### What the task requires
Select the lines of the records containing the word "FormMode" and list them.

Dataset entries
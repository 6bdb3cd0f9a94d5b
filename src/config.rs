//! Runtime Configuration
//!
//! Read from `<meta>` tags in the host page at startup. The bearer token is
//! never part of the config: it is looked up in browser storage on every
//! request.

use crate::error::AdminError;
use crate::models::Endpoint;

pub const META_API_BASE: &str = "admin-api-base";
pub const META_TOKEN_KEY: &str = "admin-token-key";
pub const META_REFRESH: &str = "admin-refresh";

pub const DEFAULT_TOKEN_KEY: &str = "access_token";

/// What happens after a successful create/update/delete
#[derive(Debug, Clone, Copy, PartialEq, Eq, Default)]
pub enum RefreshStrategy {
    /// Re-fetch only the affected list
    #[default]
    RefetchList,
    /// Reload the whole page
    FullPage,
}

impl RefreshStrategy {
    fn from_meta(value: &str) -> Self {
        match value.trim() {
            "page" => RefreshStrategy::FullPage,
            _ => RefreshStrategy::RefetchList,
        }
    }
}

#[derive(Debug, Clone, PartialEq)]
pub struct ApiConfig {
    /// Prefix for every API path, without trailing slash. Empty = same origin.
    pub base_url: String,
    /// Storage key holding the bearer token
    pub token_key: String,
    pub refresh: RefreshStrategy,
}

impl Default for ApiConfig {
    fn default() -> Self {
        Self {
            base_url: String::new(),
            token_key: DEFAULT_TOKEN_KEY.to_string(),
            refresh: RefreshStrategy::default(),
        }
    }
}

impl ApiConfig {
    /// Build from a meta-tag lookup. Missing or blank tags keep defaults.
    pub fn from_meta(lookup: impl Fn(&str) -> Option<String>) -> Self {
        let non_blank = |name: &str| lookup(name).filter(|v| !v.trim().is_empty());
        let defaults = Self::default();
        Self {
            base_url: non_blank(META_API_BASE)
                .map(|v| v.trim().trim_end_matches('/').to_string())
                .unwrap_or(defaults.base_url),
            token_key: non_blank(META_TOKEN_KEY)
                .map(|v| v.trim().to_string())
                .unwrap_or(defaults.token_key),
            refresh: non_blank(META_REFRESH)
                .map(|v| RefreshStrategy::from_meta(&v))
                .unwrap_or(defaults.refresh),
        }
    }

    /// Read the current document's meta tags
    pub fn from_document() -> Self {
        let document = web_sys::window().and_then(|w| w.document());
        Self::from_meta(|name| {
            document
                .as_ref()?
                .query_selector(&format!("meta[name='{}']", name))
                .ok()
                .flatten()?
                .get_attribute("content")
        })
    }

    pub fn url(&self, path: &str) -> String {
        format!("{}{}", self.base_url, path)
    }

    /// Token source bound to this config's storage key
    pub fn token_source(&self) -> BrowserStorageToken {
        BrowserStorageToken {
            key: self.token_key.clone(),
        }
    }
}

/// Where the bearer credential comes from
pub trait TokenSource {
    fn bearer_token(&self) -> Option<String>;

    /// Name shown when no token is found
    fn describe(&self) -> String;
}

/// Token kept by the login page in `sessionStorage`, falling back to `localStorage`
#[derive(Debug, Clone)]
pub struct BrowserStorageToken {
    key: String,
}

impl TokenSource for BrowserStorageToken {
    fn bearer_token(&self) -> Option<String> {
        let window = web_sys::window()?;
        let from = |storage: Option<web_sys::Storage>| storage?.get_item(&self.key).ok().flatten();
        from(window.session_storage().ok().flatten())
            .or_else(|| from(window.local_storage().ok().flatten()))
    }

    fn describe(&self) -> String {
        self.key.clone()
    }
}

/// `Authorization` header value, resolved at request time
pub fn authorization_header(source: &impl TokenSource) -> Result<String, AdminError> {
    source
        .bearer_token()
        .map(|t| t.trim().to_string())
        .filter(|t| !t.is_empty())
        .map(|t| format!("Bearer {}", t))
        .ok_or_else(|| AdminError::MissingCredential(source.describe()))
}

/// Endpoint named by a `/items/{endpoint}` page path
pub fn endpoint_from_path(path: &str) -> Option<Endpoint> {
    let mut segments = path.trim_matches('/').split('/');
    while let Some(segment) = segments.next() {
        if segment == "items" {
            return segments.next().and_then(Endpoint::from_str);
        }
    }
    None
}

/// Endpoint for the current page, if its path names one
pub fn endpoint_from_location() -> Option<Endpoint> {
    let path = web_sys::window()?.location().pathname().ok()?;
    endpoint_from_path(&path)
}

#[cfg(test)]
mod tests {
    use super::*;
    use std::collections::HashMap;

    struct FixedToken(Option<&'static str>);

    impl TokenSource for FixedToken {
        fn bearer_token(&self) -> Option<String> {
            self.0.map(str::to_string)
        }

        fn describe(&self) -> String {
            "fixed".to_string()
        }
    }

    fn meta(pairs: &[(&str, &str)]) -> impl Fn(&str) -> Option<String> {
        let map: HashMap<String, String> = pairs
            .iter()
            .map(|(k, v)| (k.to_string(), v.to_string()))
            .collect();
        move |name| map.get(name).cloned()
    }

    #[test]
    fn test_config_defaults_when_no_meta() {
        let config = ApiConfig::from_meta(|_| None);
        assert_eq!(config, ApiConfig::default());
        assert_eq!(config.url("/api/general/level"), "/api/general/level");
    }

    #[test]
    fn test_config_reads_meta_tags() {
        let config = ApiConfig::from_meta(meta(&[
            (META_API_BASE, "http://127.0.0.1:5000/"),
            (META_TOKEN_KEY, "jwt"),
            (META_REFRESH, "page"),
        ]));
        assert_eq!(config.base_url, "http://127.0.0.1:5000");
        assert_eq!(config.token_key, "jwt");
        assert_eq!(config.refresh, RefreshStrategy::FullPage);
        assert_eq!(config.url("/api/question/4"), "http://127.0.0.1:5000/api/question/4");
    }

    #[test]
    fn test_blank_meta_keeps_default() {
        let config = ApiConfig::from_meta(meta(&[(META_TOKEN_KEY, "  "), (META_REFRESH, "bogus")]));
        assert_eq!(config.token_key, DEFAULT_TOKEN_KEY);
        assert_eq!(config.refresh, RefreshStrategy::RefetchList);
    }

    #[test]
    fn test_authorization_header() {
        assert_eq!(
            authorization_header(&FixedToken(Some(" abc.def "))).unwrap(),
            "Bearer abc.def"
        );
        assert_eq!(
            authorization_header(&FixedToken(None)),
            Err(AdminError::MissingCredential("fixed".to_string()))
        );
        assert!(authorization_header(&FixedToken(Some(""))).is_err());
    }

    #[test]
    fn test_endpoint_from_path() {
        assert_eq!(endpoint_from_path("/items/section"), Some(Endpoint::Section));
        assert_eq!(endpoint_from_path("/api/general/items/question/"), Some(Endpoint::Question));
        assert_eq!(endpoint_from_path("/items/questionChoice"), None);
        assert_eq!(endpoint_from_path("/dashboard"), None);
    }
}
//! Quiz Admin App
//!
//! Header, endpoint tabs, item table, and the add/edit/delete modals.

use leptos::logging::{error, log};
use leptos::prelude::*;
use leptos::task::spawn_local;
use reactive_stores::Store;

use crate::api;
use crate::components::{
    AddItemModal, DeleteConfirmModal, EditItemModal, EndpointTabBar, ItemTable, ModalTarget,
};
use crate::config::{endpoint_from_location, ApiConfig};
use crate::context::AppContext;
use crate::models::Endpoint;
use crate::store::{store_invalidate, store_set_error, store_set_rows, AdminState};

/// A list response applies only if no tab switch or newer reload happened
/// while it was in flight. Pairs are (endpoint, reload trigger).
fn is_latest_load(requested: (Endpoint, u32), latest: (Endpoint, u32)) -> bool {
    requested == latest
}

#[component]
pub fn App() -> impl IntoView {
    let config = ApiConfig::from_document();
    log!(
        "[APP] API base '{}', token key '{}', refresh {:?}",
        config.base_url,
        config.token_key,
        config.refresh
    );

    // State
    let (reload_trigger, set_reload_trigger) = signal(0u32);
    let (endpoint, set_endpoint) = signal(endpoint_from_location().unwrap_or(Endpoint::Level));
    let adding = RwSignal::new(false);
    let modal_target = RwSignal::new(None::<ModalTarget>);

    let ctx = AppContext::new(
        (reload_trigger, set_reload_trigger),
        (endpoint, set_endpoint),
        config,
    );
    provide_context(ctx);

    let store = Store::new(AdminState::default());
    provide_context(store);

    // Load the list when the endpoint or trigger changes
    Effect::new(move |_| {
        let trigger = reload_trigger.get();
        let current = endpoint.get();
        log!("[APP] Loading {} list, trigger={}", current.as_str(), trigger);
        store_invalidate(&store);

        let config = ctx.config();
        spawn_local(async move {
            let result = api::list_items(&config, current).await;
            let latest = (endpoint.get_untracked(), reload_trigger.get_untracked());
            if !is_latest_load((current, trigger), latest) {
                log!("[APP] Dropping stale {} list, trigger={}", current.as_str(), trigger);
                return;
            }
            match result {
                Ok(rows) => {
                    log!("[APP] Loaded {} {} rows", rows.len(), current.as_str());
                    store_set_rows(&store, current, rows);
                }
                Err(e) => {
                    error!("[APP] Failed to load {} list: {}", current.as_str(), e);
                    store_set_error(&store, e.to_string());
                }
            }
        });
    });

    view! {
        <div class="container admin-layout">
            <div class="header-bar d-flex justify-content-between align-items-center">
                <h2>{move || format!("{} Management", endpoint.get().label())}</h2>
                <button class="btn btn-primary add-item-btn" on:click=move |_| adding.set(true)>
                    "Add New Item"
                </button>
            </div>

            <EndpointTabBar />

            <ItemTable target=modal_target />

            <AddItemModal open=adding />
            <EditItemModal target=modal_target />
            <DeleteConfirmModal target=modal_target />
        </div>
    }
}

#[cfg(test)]
mod tests {
    use super::*;

    #[test]
    fn test_older_reload_of_same_endpoint_is_dropped() {
        // Two deletes in a row: the first refresh resolving last must not win
        assert!(!is_latest_load((Endpoint::Question, 1), (Endpoint::Question, 2)));
        assert!(is_latest_load((Endpoint::Question, 2), (Endpoint::Question, 2)));
    }

    #[test]
    fn test_load_for_previous_tab_is_dropped() {
        assert!(!is_latest_load((Endpoint::Level, 0), (Endpoint::Section, 0)));
    }
}
//! Add Item Modal Component
//!
//! Creates a level, section or question for the endpoint on screen.

use leptos::logging::log;
use leptos::prelude::*;
use leptos::task::spawn_local;

use crate::api::Action;
use crate::components::form_fields::{ItemFields, QuestionFields};
use crate::components::modal::Modal;
use crate::context::use_app_context;
use crate::dialog;
use crate::forms::{self, AdminForm};
use crate::models::{AnswerType, Endpoint};
use crate::payload::FormMode;

#[component]
pub fn AddItemModal(open: RwSignal<bool>) -> impl IntoView {
    let ctx = use_app_context();
    let endpoint = ctx.endpoint;

    let form = AdminForm::builder(endpoint.get_untracked())
        .answer_type(AnswerType::MultipleChoice)
        .build();

    // Follow the endpoint tabs
    Effect::new(move |_| {
        form.retarget(endpoint.get(), FormMode::Create);
    });

    let close = move || {
        form.reset();
        open.set(false);
    };

    let on_submit = move |ev: web_sys::SubmitEvent| {
        ev.prevent_default();
        let target = form.endpoint.get_untracked();
        let action = if target == Endpoint::Question {
            Action::CreateQuestion
        } else {
            Action::CreateItem
        };
        log!("[ADD] Submitting new {}", target.as_str());

        let config = ctx.config();
        spawn_local(async move {
            match forms::submit(form, config).await {
                Ok(message) => {
                    log!("[ADD] {} created", target.as_str());
                    close();
                    ctx.finish_mutation(&message);
                }
                Err(e) => dialog::report_failure(action, &e),
            }
        });
    };

    view! {
        <Modal
            open=open
            title=Signal::derive(move || format!("Add New {}", endpoint.get().label()))
            on_close=Callback::new(move |_| close())
        >
            <form id="addItemForm" on:submit=on_submit>
                <div class="modal-body">
                    {move || match endpoint.get() {
                        Endpoint::Question => view! {
                            <QuestionFields form=form select_id="questionTypeSelect" media_required=true />
                        }.into_any(),
                        other => view! {
                            <ItemFields form=form with_level_id={other == Endpoint::Section} />
                        }.into_any(),
                    }}
                </div>
                <div class="modal-footer">
                    <button type="button" class="btn btn-secondary" on:click=move |_| close()>
                        "Cancel"
                    </button>
                    <button type="submit" class="btn btn-primary confirm-add-btn">"Add"</button>
                </div>
            </form>
        </Modal>
    }
}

### Solution for this problem
use crate::payload::FormMode;
        form.retarget(endpoint.get(), FormMode::Create);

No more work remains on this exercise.